Activation of Nrf2/ARE signaling pathway attenuates lanthanum chloride induced injuries in primary rat astrocytes†
Abstract
Lanthanum (La) exposure can lead to learning and memory disorder in animals; however, the underlying mechanism of La induced neurotoxicity is still unknown. It has been demonstrated that Nrf2 activation by tert-butylhydroquinone (tBHQ) results in neuroprotection against brain injuries. However, little study has been done with respect to its effect on La induced neurotoxicity. Herein, experiments are undertaken to determine if there is a correlation between La damaged astrocytes and the Nrf2/ARE signalling pathway. Primary rat astrocytes are exposed to 0 mmol L−1, 0.125 mmol L−1, 0.25 mmol L−1 and 0.5 mmol L−1 lanthanum chloride (LaCl3) for 24 hours. The results reveal that LaCl3 increases the apoptosis/necrosis rate of astrocytes, decreases the glutathione (GSH) content, increases reactive oxygen species (ROS) levels and significantly down-regulates Nrf2 as well as the mRNA and protein expression of Nrf2-regulated genes, including NADP(H): dehydrogenase quinone 1 (NQO1), hemeoxygenase-1 (HO-1), superoxide dismutase 2 (SOD2), glutathione peroxidase 1 (GSH-Px1), glutathione-s-transferase (GST) and γ-glutamine cysteine synthase (γ-GCS) in astrocytes.

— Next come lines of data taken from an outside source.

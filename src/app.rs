//! Application service: wires the store, embedder, labeler and enrichment
//! registry behind one API the CLI drives.
//!
//! The store is loaded from its snapshot at startup and re-saved after
//! every mutation (write-whole-snapshot is fine at this scale). The
//! embedding model is expensive to load, so it is created lazily on the
//! first operation that needs vectors.

use std::path::PathBuf;

use anyhow::{anyhow, Context, Result};
use serde::Serialize;

use crate::config::Config;
use crate::eid::Eid;
use crate::semantic::enrich::{self, EnrichmentRegistry, ExtractedConcept};
use crate::semantic::store::{CATEGORIES, CONCEPTS, ITEMS};
use crate::semantic::suggest::{SubLevelOptions, SuggestOptions};
use crate::semantic::{
    embeddings, find_best_match, CategoryMatch, CategoryProposal, Embedder, HttpLabeler,
    ItemVectors, Labeler, MetaFilter, QueryMatch, QueryOptions, SnapshotError, SnapshotStorage,
    SuggestionEngine, VectorEntry, VectorStore,
};

/// Collection counts and service state for `status`.
#[derive(Debug, Serialize)]
pub struct AppStatus {
    pub model: String,
    pub items: usize,
    pub categories: usize,
    pub concepts: usize,
    pub pending_enrichments: usize,
}

pub struct App {
    config: Config,
    base_path: PathBuf,
    store: VectorStore,
    snapshot: SnapshotStorage,
    model_id: [u8; 32],
    embedder: Option<Embedder>,
    enrichments: EnrichmentRegistry,
}

impl App {
    /// Open the application for the configured data directory, loading the
    /// store snapshot when one exists and is compatible.
    pub fn open(config: Config) -> Result<Self> {
        let base_path = PathBuf::from(config.base_path());
        let snapshot = SnapshotStorage::new(base_path.join("store.bin"));
        let model_id = embeddings::model_id_hash(&config.semantic.model);

        let store = if snapshot.exists() {
            match snapshot.load(&model_id) {
                Ok(store) => {
                    log::info!(
                        "loaded store snapshot ({} items)",
                        store.len(ITEMS).map_err(|e| anyhow!(e))?
                    );
                    store
                }
                Err(SnapshotError::ModelMismatch) => {
                    log::warn!("embedding model changed, starting with a fresh store");
                    VectorStore::new()
                }
                Err(SnapshotError::VersionMismatch(file_ver, _)) => {
                    log::warn!("snapshot version {file_ver} unsupported, starting fresh");
                    VectorStore::new()
                }
                Err(e) => return Err(e).context("failed to load store snapshot"),
            }
        } else {
            VectorStore::new()
        };

        Ok(Self {
            config,
            base_path,
            store,
            snapshot,
            model_id,
            embedder: None,
            enrichments: EnrichmentRegistry::new(),
        })
    }

    pub fn store(&self) -> &VectorStore {
        &self.store
    }

    fn save(&self) -> Result<()> {
        self.snapshot
            .save(&self.store, &self.model_id)
            .context("failed to save store snapshot")
    }

    fn embedder(&mut self) -> Result<&Embedder> {
        if self.embedder.is_none() {
            self.embedder = Some(Embedder::new(
                &self.config.semantic.model,
                self.base_path.clone(),
            )?);
        }
        self.embedder
            .as_ref()
            .ok_or_else(|| anyhow!("embedder not initialized"))
    }

    fn runtime() -> Result<tokio::runtime::Runtime> {
        tokio::runtime::Builder::new_current_thread()
            .enable_all()
            .build()
            .context("failed to build async runtime")
    }

    fn labeler(&self) -> HttpLabeler {
        HttpLabeler::new(self.config.labeler.clone())
    }

    /// Embed and store a new note. Returns its id.
    pub fn add_note(&mut self, content: &str) -> Result<Eid> {
        let prepared = embeddings::prepare_content(content)
            .ok_or_else(|| anyhow!("note content is empty"))?;

        let vector = self.embedder()?.embed(&prepared)?;

        let id = Eid::new();
        self.store.upsert(
            ITEMS,
            VectorEntry::new(id.to_string(), vector).with_meta("content", prepared),
        )?;
        self.save()?;

        log::info!("added note {id}");
        Ok(id)
    }

    /// Remove a note. Returns whether it existed.
    pub fn remove_note(&mut self, id: &str) -> Result<bool> {
        let removed = self.store.delete(ITEMS, id)?;
        if removed {
            self.save()?;
        }
        Ok(removed)
    }

    /// Semantic search over stored notes.
    pub fn search(
        &mut self,
        query: &str,
        limit: usize,
        threshold: Option<f32>,
    ) -> Result<Vec<QueryMatch>> {
        let query_vector = self.embedder()?.embed(query)?;

        let results = self.store.query(
            ITEMS,
            &query_vector,
            &QueryOptions {
                limit,
                threshold: threshold.unwrap_or(self.config.semantic.search_threshold),
                ..Default::default()
            },
        )?;

        Ok(results)
    }

    /// Generate category proposals for uncategorized notes.
    pub fn suggest(
        &mut self,
        hierarchical: bool,
        cluster_count: Option<usize>,
        min_cluster_size: Option<usize>,
    ) -> Result<Vec<CategoryProposal>> {
        let organize = &self.config.organize;
        let root = SuggestOptions {
            cluster_count: cluster_count.unwrap_or(organize.cluster_count),
            min_cluster_size: min_cluster_size.unwrap_or(organize.min_cluster_size),
            max_iterations: organize.max_iterations,
            filter: Some(MetaFilter::new().unset("category_id")),
            ids: None,
            context: None,
        };
        let sub = SubLevelOptions {
            cluster_count: organize.sub_cluster_count,
            min_cluster_size: organize.sub_min_cluster_size,
        };

        let engine = SuggestionEngine::new(self.labeler());
        let runtime = Self::runtime()?;

        let proposals = if hierarchical {
            runtime.block_on(engine.suggest_hierarchical(&self.store, ITEMS, &root, &sub))?
        } else {
            runtime.block_on(engine.suggest(&self.store, ITEMS, &root))?
        };

        Ok(proposals)
    }

    /// Persist an accepted proposal (and its sub-proposals) as categories
    /// and move the member notes into them.
    pub fn apply_proposal(&mut self, proposal: &CategoryProposal) -> Result<Eid> {
        let id = self.apply_proposal_inner(proposal, None)?;
        self.save()?;
        Ok(id)
    }

    fn apply_proposal_inner(
        &mut self,
        proposal: &CategoryProposal,
        parent: Option<&str>,
    ) -> Result<Eid> {
        let id = Eid::new();

        let mut entry = VectorEntry::new(id.to_string(), proposal.centroid.clone())
            .with_meta("title", proposal.title.clone())
            .with_meta("description", proposal.description.clone());
        if let Some(parent) = parent {
            entry = entry.with_meta("parent_id", parent);
        }
        self.store.upsert(CATEGORIES, entry)?;

        for member_id in &proposal.member_ids {
            if let Some(item) = self.store.get(ITEMS, member_id)? {
                let updated = item.clone().with_meta("category_id", id.to_string());
                self.store.upsert(ITEMS, updated)?;
            }
        }

        // Sub-proposals become child categories; members end up assigned
        // to the deepest category that claims them.
        for sub in &proposal.sub_proposals {
            self.apply_proposal_inner(sub, Some(&id))?;
        }

        log::info!(
            "created category {id} '{}' with {} notes",
            proposal.title,
            proposal.member_ids.len()
        );
        Ok(id)
    }

    /// Find the best category for a stored note. With `apply`, also move
    /// the note there.
    pub fn assign(&mut self, item_id: &str, apply: bool) -> Result<Option<CategoryMatch>> {
        let entry = self
            .store
            .get(ITEMS, item_id)?
            .ok_or_else(|| anyhow!("note {item_id} not found"))?;

        let primary = entry
            .vector
            .clone()
            .ok_or_else(|| anyhow!("note {item_id} has no embedding yet"))?;

        let concepts: Vec<Vec<f32>> = entry
            .meta("concept_ids")
            .and_then(|v| v.as_array())
            .map(|ids| {
                ids.iter()
                    .filter_map(|v| v.as_str())
                    .filter_map(|cid| self.store.get(CONCEPTS, cid).ok().flatten())
                    .filter_map(|c| c.vector.clone())
                    .collect()
            })
            .unwrap_or_default();

        let item = ItemVectors::new(primary).with_concepts(concepts);
        let hit = find_best_match(&self.store, &item, self.config.semantic.assign_threshold)?;

        if apply {
            if let Some(hit) = &hit {
                let entry = self
                    .store
                    .get(ITEMS, item_id)?
                    .ok_or_else(|| anyhow!("note {item_id} not found"))?
                    .clone()
                    .with_meta("category_id", hit.category_id.clone());
                self.store.upsert(ITEMS, entry)?;
                self.save()?;
            }
        }

        Ok(hit)
    }

    /// Extract and embed concepts for a note via the two-phase enrichment
    /// flow. Returns the resolved ticket id.
    pub fn enrich(&mut self, item_id: &str) -> Result<Eid> {
        let entry = self
            .store
            .get(ITEMS, item_id)?
            .ok_or_else(|| anyhow!("note {item_id} not found"))?;
        let content = entry
            .meta_str("content")
            .ok_or_else(|| anyhow!("note {item_id} has no content to enrich"))?
            .to_string();

        let ticket = self.enrichments.create_pending(item_id);

        let prompt = format!(
            "Analyze this note and extract:\n\
             1. Key topics/concepts (max 3)\n\
             2. Implied categories or domains (max 2)\n\
             3. Related concepts or terms (max 3)\n\n\
             Format as JSON with keys keyTopics, impliedCategories, relatedConcepts.\n\n\
             Note content: {content}"
        );

        let labeler = self.labeler();
        let runtime = Self::runtime()?;
        let response = match runtime.block_on(labeler.label(&prompt)) {
            Ok(response) => response,
            Err(err) => {
                self.enrichments.fail(&ticket, err.to_string())?;
                return Err(err).context("concept extraction failed");
            }
        };

        let pairs = enrich::parse_concepts(&response);
        let texts: Vec<String> = pairs.iter().map(|(_, concept)| concept.clone()).collect();
        let embedded = {
            let embedder = self.embedder()?;
            embedder.embed_batch(&texts)
        };
        let vectors = match embedded {
            Ok(vectors) => vectors,
            Err(err) => {
                self.enrichments.fail(&ticket, err.to_string())?;
                return Err(err).context("concept embedding failed");
            }
        };

        let extracted = pairs
            .into_iter()
            .zip(vectors)
            .map(|((category, concept), vector)| ExtractedConcept {
                category,
                concept,
                vector,
            })
            .collect();

        self.enrichments
            .complete(&ticket, &mut self.store, ITEMS, extracted)?;
        self.save()?;

        Ok(ticket)
    }

    /// Re-embed every note that has content. Returns how many were
    /// refreshed.
    pub fn reindex(&mut self) -> Result<usize> {
        let pending: Vec<(String, String)> = self
            .store
            .iter(ITEMS)?
            .filter_map(|e| e.meta_str("content").map(|c| (e.id.clone(), c.to_string())))
            .collect();

        if pending.is_empty() {
            return Ok(0);
        }

        let progress = indicatif::ProgressBar::new(pending.len() as u64);
        let mut vectors: Vec<Vec<f32>> = Vec::with_capacity(pending.len());
        {
            let embedder = self.embedder()?;
            for chunk in pending.chunks(8) {
                let texts: Vec<String> = chunk.iter().map(|(_, c)| c.clone()).collect();
                vectors.extend(embedder.embed_batch(&texts)?);
                progress.inc(chunk.len() as u64);
            }
        }
        progress.finish_and_clear();

        for ((id, _), vector) in pending.iter().zip(vectors) {
            if let Some(entry) = self.store.get(ITEMS, id)? {
                let mut entry = entry.clone();
                entry.vector = Some(vector);
                self.store.upsert(ITEMS, entry)?;
            }
        }
        self.save()?;

        Ok(pending.len())
    }

    pub fn status(&self) -> Result<AppStatus> {
        Ok(AppStatus {
            model: self.config.semantic.model.clone(),
            items: self.store.len(ITEMS)?,
            categories: self.store.len(CATEGORIES)?,
            concepts: self.store.len(CONCEPTS)?,
            pending_enrichments: self.enrichments.pending_count(),
        })
    }
}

In addition, it is found that tBHQ displays an antagonistic effect on astrocytes damaged by LaCl3. Therefore, La damaged astrocytes are possibly related to the down-regulated Nrf2/ARE pathway, and treatment with tBHQ clearly activates the Nrf2/ARE signalling pathway, which exerts protection against oxidative stress.